The problem is not a lack of science PhD’s but instead a lack of secure, well-paying jobs, a situation caused by the re-structuring of labor markets that has been going on in academia for decades.

30 or 40 years ago, roughly 75% of science faculty were permanent employees. Today, that percentage has slipped to less than 25% by some estimates. Most science research is done by graduate students or temporary employees with low pay and no job security and little hope of career advancement.

“There is no scientist shortage,” says Harvard University economist Richard Freeman, a leading expert on the academic labor force. The great lack in the American scientific labor market, he and other observers argue, is not top-flight technical talent but attractive career opportunities for the approximately 30,000 scientists and engineers—about 18,000 of them American citizens—who earn PhDs in the U.S. each year. […]

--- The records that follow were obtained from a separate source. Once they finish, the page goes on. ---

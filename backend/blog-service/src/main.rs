use actix_files::Files;
use actix_web::{web, App, HttpServer};
use blog_service::{configure_routes, AppState, Config};
use std::io;
use tracing_subscriber::{layer::SubscriberExt, util::SubscriberInitExt};

/// Blog Service
///
/// Serves the personal blog: public pages, registration and login,
/// admin post management and comments.
///
/// # Routes
///
/// - `/`, `/about`, `/contact`, `/post/{id}` - public pages (POST on a post adds a comment)
/// - `/register`, `/login`, `/logout` - accounts and sessions
/// - `/new-post`, `/edit-post/{id}`, `/delete/{id}`, `/{post}/delete-comment/{id}` - admin only
/// - `/api/v1/health` - health probes
///
/// Runs on port 8000 by default (configurable via BLOG_SERVICE_PORT).
#[actix_web::main]
async fn main() -> io::Result<()> {
    dotenvy::dotenv().ok();

    // Support container healthchecks via CLI subcommand: `healthcheck`
    if let Some(cmd) = std::env::args().nth(1) {
        if cmd == "healthcheck" || cmd == "healthcheck-http" {
            return healthcheck().await;
        }
    }

    // Initialize tracing
    tracing_subscriber::registry()
        .with(
            tracing_subscriber::EnvFilter::try_from_default_env()
                .unwrap_or_else(|_| "info,actix_web=info,sqlx=warn".into()),
        )
        .with(tracing_subscriber::fmt::layer())
        .init();

    // Load configuration
    let config = match Config::from_env() {
        Ok(cfg) => cfg,
        Err(e) => {
            tracing::error!("Configuration loading failed: {:#}", e);
            eprintln!("ERROR: Failed to load configuration: {}", e);
            std::process::exit(1);
        }
    };

    tracing::info!("Starting blog-service v{}", env!("CARGO_PKG_VERSION"));
    tracing::info!("Environment: {}", config.app.env);

    let state = match AppState::build(&config).await {
        Ok(state) => state,
        Err(e) => {
            tracing::error!("Application state initialization failed: {:#}", e);
            eprintln!("ERROR: Failed to initialize blog-service: {:#}", e);
            std::process::exit(1);
        }
    };

    let bind_address = format!("{}:{}", config.app.host, config.app.port);
    tracing::info!("Starting HTTP server at {}", bind_address);

    let state = web::Data::new(state);
    let static_dir = config.site.static_dir.clone();

    HttpServer::new(move || {
        App::new()
            .app_data(state.clone())
            .wrap(tracing_actix_web::TracingLogger::default())
            .service(Files::new("/static", static_dir.clone()))
            .configure(configure_routes)
    })
    .bind(&bind_address)?
    .run()
    .await?;

    tracing::info!("blog-service shut down");
    Ok(())
}

async fn healthcheck() -> io::Result<()> {
    let port = std::env::var("BLOG_SERVICE_PORT").unwrap_or_else(|_| "8000".to_string());
    let url = format!("http://127.0.0.1:{}/api/v1/health", port);

    match reqwest::Client::new().get(&url).send().await {
        Ok(resp) if resp.status().is_success() => Ok(()),
        Ok(resp) => {
            eprintln!("healthcheck HTTP status: {}", resp.status());
            Err(io::Error::new(io::ErrorKind::Other, "healthcheck failed"))
        }
        Err(e) => {
            eprintln!("healthcheck HTTP error: {}", e);
            Err(io::Error::new(io::ErrorKind::Other, "healthcheck error"))
        }
    }
}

Most PhDs hired into faculty-level jobs get so-called “soft-money” posts, dependent on the renewal of year-to-year funding rather than the traditional tenure-track positions that offer long-term security.

It is no wonder that talented people choose to go into law, finance, or medicine that offer better career prospects. Yet, politicians and the media tell a different story.

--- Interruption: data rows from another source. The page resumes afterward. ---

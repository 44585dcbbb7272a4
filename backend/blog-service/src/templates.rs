/// Template rendering
///
/// Wraps a shared `tera::Tera` instance and builds the context every page
/// needs (viewer, admin flag, footer year, pending flash messages).
use crate::error::Result;
use crate::flash::{self, FlashMessage};
use crate::middleware::CurrentUser;
use crate::models::user::UserView;
use actix_web::http::{header::ContentType, StatusCode};
use actix_web::{HttpRequest, HttpResponse};
use chrono::{Datelike, Utc};
use serde::Serialize;
use std::collections::HashMap;
use std::path::Path;
use std::sync::Arc;
use tera::{Context, Tera, Value};

const GRAVATAR_SIZE: u32 = 100;

#[derive(Clone)]
pub struct Templates {
    tera: Arc<Tera>,
}

impl Templates {
    /// Load every template under `dir`
    pub fn load(dir: &Path) -> std::result::Result<Self, tera::Error> {
        let pattern = format!("{}/**/*.html", dir.display());
        let mut tera = Tera::new(&pattern)?;
        tera.register_filter("gravatar", gravatar_filter);

        tracing::info!(
            templates = tera.get_template_names().count(),
            "Loaded templates from {}",
            dir.display()
        );

        Ok(Self {
            tera: Arc::new(tera),
        })
    }

    pub fn render(&self, name: &str, ctx: &Context) -> Result<String> {
        Ok(self.tera.render(name, ctx)?)
    }
}

/// Context for one page render
///
/// Creating a `Page` consumes the pending flash messages; `respond` clears the
/// flash cookie when there were any.
pub struct Page {
    ctx: Context,
    consumed_flash: bool,
}

impl Page {
    pub fn new(req: &HttpRequest, viewer: &CurrentUser) -> Self {
        let flashes: Vec<FlashMessage> = flash::peek(req);
        let consumed_flash = !flashes.is_empty();

        let mut ctx = Context::new();
        ctx.insert("logged_in", &viewer.is_authenticated());
        ctx.insert("is_admin", &viewer.is_admin());
        ctx.insert("current_user", &viewer.user().map(UserView::from));
        ctx.insert("year", &Utc::now().year());
        ctx.insert("flashes", &flashes);

        Self {
            ctx,
            consumed_flash,
        }
    }

    pub fn insert<T: Serialize + ?Sized>(mut self, key: &str, value: &T) -> Self {
        self.ctx.insert(key, value);
        self
    }

    pub fn respond(self, templates: &Templates, name: &str) -> Result<HttpResponse> {
        self.respond_with_status(templates, name, StatusCode::OK)
    }

    pub fn respond_with_status(
        self,
        templates: &Templates,
        name: &str,
        status: StatusCode,
    ) -> Result<HttpResponse> {
        let body = templates.render(name, &self.ctx)?;

        let mut builder = HttpResponse::build(status);
        builder.content_type(ContentType::html());
        if self.consumed_flash {
            builder.cookie(flash::removal_cookie());
        }
        Ok(builder.body(body))
    }
}

/// Gravatar image URL for an email address
pub fn gravatar_url(email: &str, size: u32) -> String {
    let digest = md5::compute(email.trim().to_lowercase().as_bytes());
    format!(
        "https://www.gravatar.com/avatar/{:x}?s={}&d=retro&r=g",
        digest, size
    )
}

/// `{{ comment.author_email | gravatar }}` or `{{ email | gravatar(size=48) }}`
fn gravatar_filter(value: &Value, args: &HashMap<String, Value>) -> tera::Result<Value> {
    let email = value
        .as_str()
        .ok_or_else(|| tera::Error::msg("gravatar filter expects a string"))?;
    let size = args
        .get("size")
        .and_then(Value::as_u64)
        .map(|s| s as u32)
        .unwrap_or(GRAVATAR_SIZE);

    Ok(Value::String(gravatar_url(email, size)))
}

Despite these realities, the existence of a technical talent dearth is nonetheless almost “universally accepted” in political circles, where it plays an important role in shaping national policy on science funding, education and immigration, says Ron Hira, assistant professor of public policy at Rochester Institute of Technology. “Almost no one in Washington” recognizes the “glut” of scientists, nor the damage that lack or opportunity is doing to the incentives that formerly attracted many of America’s most gifted young people to seek scientific and engineering careers, he says.

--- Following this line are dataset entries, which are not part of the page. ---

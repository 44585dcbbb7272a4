/// Health endpoints for container orchestration
use crate::db;
use crate::AppState;
use actix_web::{web, HttpResponse};

pub async fn health_summary(state: web::Data<AppState>) -> HttpResponse {
    match db::ping(&state.db).await {
        Ok(_) => HttpResponse::Ok().json(serde_json::json!({
            "status": "ok",
            "service": "blog-service",
            "version": env!("CARGO_PKG_VERSION")
        })),
        Err(e) => {
            tracing::error!(error = %e, "Health check failed");
            HttpResponse::ServiceUnavailable().json(serde_json::json!({
                "status": "unhealthy",
                "error": format!("Database connection failed: {}", e),
                "service": "blog-service"
            }))
        }
    }
}

pub async fn liveness_check() -> HttpResponse {
    HttpResponse::Ok().json(serde_json::json!({"alive": true}))
}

If the claim that the U.S. is not deficient in producing science Ph.Ds is false, why is it so often repeated?

As usual, when you want to know the answer to a question, follow the money.

University administrators save money with this system because they don’t have to allocate scarce resources to hiring permanent faculty; state governments (and taxpayers) are happy because they don’t have to support the universities; the few privileged scientists who administer grants are happy because all the money is funneled through their departments; corporations are happy because a depressed labor market keeps the salaries of their science employees low and they can argue for the need for more cheap foreign employees through special H-1B visas; and those politicians and members of the business community who seek to defund American universities and privatize education see their dream continue its ineluctable advance.

Meanwhile, our science-based economy suffers:

…the U.S. …finds itself increasingly dependent on an inherently unreliable stream of young foreign scientists, mostly in the country on short-term, non-resident visas, to do much of the routine labor that powers American research. The American research enterprise—the indispensable engine of national prosperity and the world’s leading innovation establishment—has therefore become vulnerable, observers say, to conditions beyond its borders and its control. At the same time, experts note that recruiting sufficient amounts of the talent needed for vital defense-oriented scientific and engineering work that requires security clearances has become increasingly difficult.

Ain’t capitalism grand?

Why American Education Is Failing

Monday, January 18th, 2010

Philosopher of science Michael Ruse recalls a science teacher who, as a witness in the Arkansas court case challenging the teaching of evolution in 1981, made the following comment:

“Mr. Williams, I’m not a scientist. I’m a science educator. I love science, I really do. And I love my students. My job is to take the science and teach it to my students. I am not a leading researcher. I am an educator, and I have my pride and professional responsibilities. And I just can’t teach that stuff [meaning creationism] to my kids.”

As Ruse points out:

The relevance of the Arkansas teacher struck home when I looked at some of the figures. Get this. In 2007 (the last year for which there are available figures) within the State of Florida 1,295 people were hired to teach mathematics. Of those, only 394 had qualifications in teaching mathematics. Within the state, 1,154 people were hired to teach science. Of these, 282 had science qualifications. In other words, and I can attest anecdotally to this at my kids’ high school, most of the people being hired in Florida to teach mathematics and science aren’t qualified. And note that these are the numbers of people being hired, not necessarily the numbers needed.

In other words, we are simply not getting into our classrooms people like the Arkansas teacher who just loved science (including mathematics) for its own sake. Or if we are, it is purely by chance. We are not getting people who were themselves so thrilled by astronomy or biology or algebra (and there are such people) that they wanted to do it at university — and then who wanted to go back into the classroom and teach it to others. We are getting people who for various reasons are taking the job of teaching mathematics and/or science, but who have no background training. And of course, not necessarily any passion or deep commitment to science.

The point is germane to any discipline. Successful teachers must care about their subject for its own sake—only then can their enthusiasm get students hooked on science, math, English, history or whatever.

In our culture, education is about getting a job and education policy is about putting a body in a classroom and pushing students out the door with good test scores. The intrinsic value of studying a discipline is not part of the equation.

Until we change that, American education will continue to fail.